— Data for review —
■ ■ ■ ■ ■
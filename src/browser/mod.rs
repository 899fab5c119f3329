//! Contains the contract between the daemon and the browser.
//! [TabHost] is the main artifact of this module: it abstracts the event
//! stream coming out of the browser extension and the tab lookups the
//! watcher performs against it.

pub mod socket;

use std::sync::Arc;

use anyhow::Result;
use async_trait::async_trait;
use url::Url;

pub type TabId = u32;
pub type WindowId = i32;

/// Snapshot of a single browser tab as last reported by the extension.
#[derive(Debug, Clone, PartialEq, Eq)]
pub struct TabInfo {
    /// Full page URL, e.g. `https://www.github.com/rust-lang/rust`.
    pub url: Arc<str>,
    /// Page title if the browser knows one yet.
    pub title: Option<Arc<str>>,
}

/// A focus-relevant notification from the browser. Delivery is serialized:
/// the watcher consumes one signal at a time.
#[derive(Debug, Clone, PartialEq, Eq)]
pub enum FocusSignal {
    /// The user switched to another tab.
    TabActivated { tab: TabId },
    /// A tab finished loading a new URL. `active` tells whether it was the
    /// focused tab at that moment.
    TabNavigated { tab: TabId, active: bool },
    /// Focus moved to another browser window, or away from the browser
    /// entirely (`window == None`).
    WindowFocus { window: Option<WindowId> },
    /// The content script reported user activity or inactivity.
    UserActivity { active: bool },
    /// A browser (re)connected to the daemon.
    BrowserConnected,
    /// The browser went away. Any open session should be closed.
    BrowserDisconnected,
}

/// Intended to serve as the contract any browser bridge must implement.
#[cfg_attr(test, mockall::automock)]
#[async_trait]
pub trait TabHost: Send {
    /// Waits for the next focus signal. `Ok(None)` means the host is done
    /// for good and the daemon should wind down.
    async fn next_signal(&mut self) -> Result<Option<FocusSignal>>;

    /// Resolves a tab id to its last known state. A tab that was closed
    /// between the event and the lookup resolves to `None`.
    fn tab_info(&mut self, tab: TabId) -> Result<Option<TabInfo>>;

    /// Returns the active tab of the given window, or of whichever window is
    /// focused when `window` is `None`.
    fn active_tab(&mut self, window: Option<WindowId>) -> Result<Option<TabInfo>>;
}

/// Decides whether a URL belongs to a page worth tracking. Internal browser
/// surfaces (chrome://, about:, devtools:// and so on) are never tracked.
/// A URL that fails to parse is still tracked in degraded form, see
/// [normalize_domain].
pub fn is_trackable(url: &str) -> bool {
    match Url::parse(url) {
        Ok(parsed) => matches!(parsed.scheme(), "http" | "https"),
        Err(_) => !url.is_empty(),
    }
}

/// Extracts the normalized domain of a URL: hostname with a leading `www.`
/// stripped. Falls back to the raw input when the URL does not parse, so a
/// malformed URL degrades instead of being dropped.
pub fn normalize_domain(url: &str) -> Arc<str> {
    match Url::parse(url) {
        Ok(parsed) => {
            let host = parsed.host_str().unwrap_or(url);
            host.strip_prefix("www.").unwrap_or(host).into()
        }
        Err(_) => url.into(),
    }
}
■ ■ ■ ■ ■
— Required work —
As listed above, the lines from the line with "to another tab." to the line with "pub trait TabHost: Send" are to be echoed exactly, with both ends included and nothing added.

— Task answer —
    /// The user switched to another tab.
    TabActivated { tab: TabId },
    /// A tab finished loading a new URL. `active` tells whether it was the
    /// focused tab at that moment.
    TabNavigated { tab: TabId, active: bool },
    /// Focus moved to another browser window, or away from the browser
    /// entirely (`window == None`).
    WindowFocus { window: Option<WindowId> },
    /// The content script reported user activity or inactivity.
    UserActivity { active: bool },
    /// A browser (re)connected to the daemon.
    BrowserConnected,
    /// The browser went away. Any open session should be closed.
    BrowserDisconnected,
}

/// Intended to serve as the contract any browser bridge must implement.
#[cfg_attr(test, mockall::automock)]
#[async_trait]
pub trait TabHost: Send {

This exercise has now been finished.